Lady Bertram, the former Miss Maria Ward, has a "temper remarkably easy and indolent." In giving up her sister Frances, she is guided, as she is in all things, by the meddling Mrs. Norris. The personality dynamic between Mrs. Norris and Lady Bertram has significant consequences throughout the story.
The word "personality" wasn't around in Austen's time, nor was the term "nature versus nurture," but the concepts certainly were. In addition to analyzing people in terms of their "tempers," the term “disposition” was frequently used to describe innate personality.

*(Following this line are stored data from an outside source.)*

use crate::types::TableId;

/// How a coerced numeric column is typed.
#[derive(Debug, Clone, Copy, PartialEq, Eq)]
pub enum NumericKind {
    /// Always real.
    Real,
    /// Integer when every value is whole, real otherwise.
    Inferred,
}

/// A single table-specific cleaning step.
#[derive(Debug, Clone, Copy, PartialEq)]
pub enum Rule {
    /// Replace null or empty cells with a literal. The column must exist.
    FillMissing {
        column: &'static str,
        value: &'static str,
    },
    /// Uppercase every text cell. The column must exist.
    Uppercase { column: &'static str },
    /// If the column exists, coerce it to numbers (unparseable becomes 0) and rename it.
    CoerceNumeric {
        column: &'static str,
        rename_to: &'static str,
        kind: NumericKind,
    },
    /// Remove rows where any of these columns is null or empty. The columns must exist.
    DropMissing { columns: &'static [&'static str] },
}

const USERS_RULES: &[Rule] = &[
    Rule::FillMissing {
        column: "STATE",
        value: "UNKNOWN",
    },
    Rule::Uppercase { column: "STATE" },
    Rule::FillMissing {
        column: "GENDER",
        value: "unknown",
    },
    Rule::FillMissing {
        column: "LANGUAGE",
        value: "unknown",
    },
];

const TRANSACTIONS_RULES: &[Rule] = &[
    Rule::CoerceNumeric {
        column: "FINAL_SALE",
        rename_to: "SALE",
        kind: NumericKind::Real,
    },
    Rule::CoerceNumeric {
        column: "FINAL_QUANTITY",
        rename_to: "QUANTITY",
        kind: NumericKind::Inferred,
    },
    Rule::DropMissing {
        columns: &["USER_ID", "BARCODE"],
    },
];

const PRODUCTS_RULES: &[Rule] = &[Rule::FillMissing {
    column: "CATEGORY_1",
    value: "UNKNOWN",
}];

/// Ordered table-specific rules, applied after the shared trimming, date and barcode steps.
pub fn rules_for(table: TableId) -> &'static [Rule] {
    match table {
        TableId::Users => USERS_RULES,
        TableId::Transactions => TRANSACTIONS_RULES,
        TableId::Products => PRODUCTS_RULES,
    }
}
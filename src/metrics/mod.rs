//! Per-phase metrics for a run.
//!
//! Each phase owns a small struct of recording functions so metric names stay
//! in one place. The binary installs a Prometheus recorder only when
//! `ETL_METRICS_FILE` is set and writes a text snapshot there once the run ends.
//! Without a recorder these calls are no-ops.

pub mod clean;
pub mod load;
pub mod query;

pub use clean::CleanMetrics;
pub use load::LoadMetrics;
pub use query::QueryMetrics;

use crate::constants;
use crate::error::Result;
use metrics_exporter_prometheus::{PrometheusBuilder, PrometheusHandle};
use std::fs;
use std::path::{Path, PathBuf};
use tracing::warn;

/// Installs the global Prometheus recorder when `ETL_METRICS_FILE` names a
/// snapshot path. Returns the handle and where to write it.
pub fn init_metrics() -> Option<(PrometheusHandle, PathBuf)> {
    let path = std::env::var_os(constants::METRICS_FILE_ENV_VAR)?;
    match PrometheusBuilder::new().install_recorder() {
        Ok(handle) => Some((handle, PathBuf::from(path))),
        Err(e) => {
            warn!("Failed to install Prometheus recorder: {}", e);
            None
        }
    }
}

/// Writes the current metric values in Prometheus text format, replacing `path`.
pub fn write_snapshot(handle: &PrometheusHandle, path: &Path) -> Result<()> {
    if let Some(parent) = path.parent().filter(|p| !p.as_os_str().is_empty()) {
        fs::create_dir_all(parent)?;
    }
    fs::write(path, handle.render())?;
    Ok(())
}

/// Runs `f` against a private recorder and returns what it rendered.
#[cfg(test)]
pub(crate) fn capture<F: FnOnce()>(f: F) -> String {
    let recorder = PrometheusBuilder::new().build_recorder();
    let handle = recorder.handle();
    ::metrics::with_local_recorder(&recorder, f);
    handle.render()
}

/// Builds metric names following `etl_{phase}_{name}[_total]`.
macro_rules! phase_metric {
    (counter, $phase:literal, $name:literal) => {
        concat!("etl_", $phase, "_", $name, "_total")
    };
    (histogram, $phase:literal, $name:literal) => {
        concat!("etl_", $phase, "_", $name)
    };
}

pub(crate) use phase_metric;

#[cfg(test)]
mod tests {
    use super::*;
    use crate::types::TableId;
    use tempfile::tempdir;

    #[test]
    fn test_snapshot_holds_recorded_counters() {
        let recorder = PrometheusBuilder::new().build_recorder();
        let handle = recorder.handle();
        ::metrics::with_local_recorder(&recorder, || LoadMetrics::record_loaded(TableId::Users));

        let dir = tempdir().unwrap();
        let path = dir.path().join("out/metrics.prom");
        write_snapshot(&handle, &path).unwrap();
        let text = fs::read_to_string(path).unwrap();
        assert!(text.contains("etl_load_tables_loaded_total{table=\"users\"} 1"), "{}", text);
    }

    #[test]
    fn test_capture_sees_phase_metrics() {
        let text = capture(|| CleanMetrics::record_failure(TableId::Products));
        assert!(text.contains("etl_clean_tables_failed_total{table=\"products\"} 1"), "{}", text);
    }

    #[test]
    fn test_phase_metric_naming() {
        assert_eq!(phase_metric!(counter, "load", "tables_loaded"), "etl_load_tables_loaded_total");
        assert_eq!(phase_metric!(histogram, "query", "duration_seconds"), "etl_query_duration_seconds");
    }
}
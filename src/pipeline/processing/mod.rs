// Pipeline processing: per-table cleaning and normalization

pub mod normalize;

Austen herself remarked in a letter about her great-nieces: “How soon, the difference of temper in Children appears! — Jemima has a very irritable bad Temper (her Mother says so) –and Julia a very sweet one, always pleased & happy.-I hope as Anna is so early sensible of its defects, that she will give Jemima’s disposition the early & steady attention it must require.” Likewise, when discussing her brother Charles's daughters, she wrote: "[Cassy] ought to be a very nice Child - Nature has done enough for her - but Method has been wanting... She will really be a very pleasing Child, if [her parents] will only exert themselves a little. - Harriet is a truely sweet-tempered little Darling."